The problem of transplant forgery though, isn’t even when whisky is used, but a spirit, which is produced without due care and whose consumption is, well, not very advisable.  This alcohol, often full of methanol and other toxins, is used to dilute the whisky.  It’s a bit like putting cream in the carbonara to make it seem like there’s more.  Yet, in the case of whisky you don’t you don’t just make it seem like there’s more, you die.  I mean, it’s not instant death or anything and we’re all going to die, but it does speed up the unpleasant process.

Another myth about fake whisky has to do with solid waste.  No, not poo, but crystals or powder that can develop inside the bottle while still closed.  An urban legend said that bottles such as these were false.  Even if there is some truth behind this, of course a fake whisky can develop a certain residue, this story is far from being completely true.  This can happen through many phenomena.

Don’t panic.  It happens (Source: The Cutting Spirit)

One of them is filtering.  Some whiskies, especially single malts cask strength, undergo very slight filtering before being bottled and for this reason, a powder resembling ashes can arise in the bottle over time.  These are small remains of the barrel, which were not removed during the filtration process.  To give you an idea, the bottler Blackadder even has a line of whiskies that are not filtered at all.  The result in an original whisky, which is almost always opaque and full of fascinating, small particles floating in it.

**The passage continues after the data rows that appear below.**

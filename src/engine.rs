//! # Triage Engine
//! Immutable snapshot of classifier + scorer + matcher, and the handle that swaps
//! whole snapshots on reload.
//!
//! Flow per complaint: classify first, then score and match on the classifier's
//! output, then merge everything into one [`TriageRecord`] with an [`Explanation`].
//! No I/O happens in [`TriageEngine::analyze`] besides the injected count lookup.

use serde::{Deserialize, Serialize};
use std::collections::BTreeMap;
use std::fs;
use std::path::{Path, PathBuf};
use std::sync::{Arc, RwLock};
use std::thread;
use std::time::{Duration, Instant, SystemTime};
use tracing::{info, warn};

use crate::classify::{CategoryClassifier, ClassifierMode};
use crate::config::Settings;
use crate::error::Availability;
use crate::explain::Explanation;
use crate::history::HistoricalCounts;
use crate::priority::{PriorityLevel, PriorityScorer, WeightProfile};
use crate::schemes::{EligibilityMetadata, MatchPolicy, SchemeCatalog, SchemeMatcher};
use crate::telemetry::{anon_hash, dev_logging_enabled, is_dev_env};

/// One incoming grievance. Never stored by the engine.
#[derive(Debug, Clone, Default, PartialEq, Serialize, Deserialize)]
pub struct Complaint {
    pub text: String,
    #[serde(default)]
    pub area: Option<String>,
    #[serde(default)]
    pub status: Option<String>,
}

impl Complaint {
    pub fn new(text: impl Into<String>) -> Self {
        Self {
            text: text.into(),
            ..Self::default()
        }
    }

    pub fn in_area(mut self, area: impl Into<String>) -> Self {
        self.area = Some(area.into());
        self
    }
}

#[derive(Debug, Clone, PartialEq, Serialize)]
pub struct TriageRecord {
    pub category: String,
    pub confidence: f32,
    #[serde(rename = "mode")]
    pub classifier_mode: ClassifierMode,
    #[serde(skip_serializing_if = "Option::is_none")]
    pub probabilities: Option<BTreeMap<String, f32>>,
    pub urgency: f32,
    pub population_impact: f32,
    pub vulnerability: f32,
    pub priority_score: f32,
    pub priority_level: PriorityLevel,
    pub scheme: String,
    pub scheme_fallback: bool,
    pub explanation: Explanation,
}

/// Per-component load outcome from [`TriageEngine::bootstrap`].
#[derive(Debug, Clone, PartialEq, Eq, Serialize)]
pub struct BootReport {
    pub classifier: Availability,
    pub schemes: Availability,
    pub profile: Availability,
}

impl BootReport {
    pub fn all_ready(&self) -> bool {
        self.components().iter().all(|(_, a)| a.is_ready())
    }

    pub fn components(&self) -> [(&'static str, &Availability); 3] {
        [
            ("classifier", &self.classifier),
            ("schemes", &self.schemes),
            ("profile", &self.profile),
        ]
    }
}

#[derive(Debug)]
pub struct TriageEngine {
    classifier: CategoryClassifier,
    scorer: PriorityScorer,
    matcher: SchemeMatcher,
}

impl Default for TriageEngine {
    /// Rule classifier, balanced profile, built-in catalog.
    fn default() -> Self {
        Self::new(
            CategoryClassifier::rules_only(),
            PriorityScorer::default(),
            SchemeMatcher::new(SchemeCatalog::builtin(), MatchPolicy::default()),
        )
    }
}

impl TriageEngine {
    pub fn new(
        classifier: CategoryClassifier,
        scorer: PriorityScorer,
        matcher: SchemeMatcher,
    ) -> Self {
        Self {
            classifier,
            scorer,
            matcher,
        }
    }

    /// Load every component named by `settings`. Never fails: each unavailable
    /// resource falls back and is reported in the [`BootReport`].
    pub fn bootstrap(settings: &Settings) -> (Self, BootReport) {
        let (classifier, classifier_avail) = CategoryClassifier::load(&settings.model_path);
        let (catalog, schemes_avail) = SchemeCatalog::load(&settings.schemes_path);
        let (profile, profile_avail) = settings.weight_profile();

        let report = BootReport {
            classifier: classifier_avail,
            schemes: schemes_avail,
            profile: profile_avail,
        };
        info!(
            mode = classifier.mode().as_str(),
            profile = %profile.name,
            schemes = catalog.len(),
            ready = report.all_ready(),
            "triage engine ready"
        );
        crate::metrics::record_boot(&report);

        let engine = Self::new(
            classifier,
            PriorityScorer::new(profile),
            SchemeMatcher::new(catalog, settings.match_policy()),
        );
        (engine, report)
    }

    pub fn classifier(&self) -> &CategoryClassifier {
        &self.classifier
    }

    pub fn profile(&self) -> &WeightProfile {
        self.scorer.profile()
    }

    pub fn matcher(&self) -> &SchemeMatcher {
        &self.matcher
    }

    pub fn analyze(
        &self,
        complaint: &Complaint,
        metadata: Option<&EligibilityMetadata>,
        counts: &dyn HistoricalCounts,
    ) -> TriageRecord {
        let started = Instant::now();
        let text = complaint.text.as_str();
        let area = complaint.area.as_deref();

        let classification = self.classifier.classify(text);
        let scores = self.scorer.score(
            text,
            area,
            Some(&classification.category),
            classification.confidence,
            counts,
        );
        let scheme = self
            .matcher
            .match_scheme(&classification.category, text, area, metadata);
        let explanation = Explanation::build(&classification, &scores, &scheme);

        let record = TriageRecord {
            category: classification.category,
            confidence: classification.confidence,
            classifier_mode: classification.mode,
            probabilities: classification.probabilities,
            urgency: scores.urgency.value,
            population_impact: scores.population_impact.value,
            vulnerability: scores.vulnerability.value,
            priority_score: scores.priority_score,
            priority_level: scores.priority_level,
            scheme: scheme.scheme,
            scheme_fallback: scheme.fallback,
            explanation,
        };

        crate::metrics::record_triage(&record, started.elapsed().as_secs_f64() * 1000.0);
        if dev_logging_enabled() {
            // Never log raw text.
            info!(
                target: "civic_triage::triage",
                id = %anon_hash(text),
                category = %record.category,
                mode = record.classifier_mode.as_str(),
                priority = record.priority_score,
                level = ?record.priority_level,
                scheme = %record.scheme
            );
        }
        record
    }
}

/* ----------------------------
Thread-safe handle + hot reload
---------------------------- */

/// Shared handle to the current engine snapshot. Readers clone the inner `Arc`
/// and drop the lock at once; reload replaces the whole snapshot.
#[derive(Clone)]
pub struct EngineHandle {
    inner: Arc<RwLock<Arc<TriageEngine>>>,
}

impl EngineHandle {
    pub fn new(engine: TriageEngine) -> Self {
        Self {
            inner: Arc::new(RwLock::new(Arc::new(engine))),
        }
    }

    pub fn snapshot(&self) -> Arc<TriageEngine> {
        match self.inner.read() {
            Ok(g) => Arc::clone(&g),
            Err(poisoned) => Arc::clone(&poisoned.into_inner()),
        }
    }

    pub fn swap(&self, engine: TriageEngine) {
        let fresh = Arc::new(engine);
        match self.inner.write() {
            Ok(mut g) => *g = fresh,
            Err(poisoned) => *poisoned.into_inner() = fresh,
        }
    }

    /// Rebuild from `settings` and swap it in.
    pub fn reload(&self, settings: &Settings) -> BootReport {
        let (engine, report) = TriageEngine::bootstrap(settings);
        self.swap(engine);
        info!(ready = report.all_ready(), "triage engine reloaded");
        report
    }
}

/// Polls the model, catalog and profile files every 2s and reloads when any
/// mtime moves forward. Requires `settings.hot_reload` and a dev environment.
pub fn start_hot_reload_thread(handle: EngineHandle, settings: Settings) -> bool {
    if !(settings.hot_reload && is_dev_env()) {
        return false;
    }

    let mut watched: Vec<PathBuf> =
        vec![settings.model_path.clone(), settings.schemes_path.clone()];
    if let Some(p) = &settings.profile_path {
        watched.push(p.clone());
    }

    thread::spawn(move || {
        let poll = Duration::from_secs(2);
        let mut last: Vec<Option<SystemTime>> = watched.iter().map(|p| mtime(p)).collect();

        loop {
            thread::sleep(poll);
            let now: Vec<Option<SystemTime>> = watched.iter().map(|p| mtime(p)).collect();
            let changed = now.iter().zip(&last).any(|(n, l)| match (n, l) {
                (Some(n), Some(l)) => n > l,
                (Some(_), None) => true,
                _ => false,
            });
            if changed {
                let report = handle.reload(&settings);
                if !report.all_ready() {
                    warn!(?report, "hot reload finished with degraded components");
                }
            }
            last = now;
        }
    });
    info!("triage hot reload watcher started");
    true
}

fn mtime(path: &Path) -> Option<SystemTime> {
    fs::metadata(path).and_then(|m| m.modified()).ok()
}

In addition to this, there is a curious, but well-known, chemical phenomenon called flocculation, of which there are two types.  The first is reversible flocculation.  Most fans of more alcoholic whiskies have witnessed this.  It occurs when the temperature of the whisky drops dramatically in a very short period of time, or when water is added to dilute it.  Whisky contains countless fatty acids (seriously) that give it that special taste.  With the drop in temperature or dilution, these acids precipitate and make the whisky opaque.

The second is irreversible flocculation.  This is much rarer.  It manifests itself in the form of small crystals in the bottom of the whisky.  The crystals are made of calcium oxalate and seeing as I have no idea what calcium oxalate is, I’ll just stick to what I know: This can be avoided or reduced during production by using demineralised water.

Of course, there are crude counterfeits and some, which are more sophisticated.  Obviously, for a small portion of those badly-made fakes these rudimentary tests will work.  However, the truth is that there is no infallible way of being sure that what is on the label is in the bottle.  So, my dear readers, I apologise once more for disappointing you.  Leave the pens and the bread rolls at home, don’t bother stopping at the stationer’s or the bakery on the way to the bar.  The reality is much more sophisticated than a simple chemical reaction or jingling a bottle of fake whisky.  There is no formula for identifying a fake, except of course, taking care.

When buying whisky, be wary of the details and don’t take unnecessary risks… oh, and if you don’t mind me mentioning something I don’t know much about – the same goes for headphones.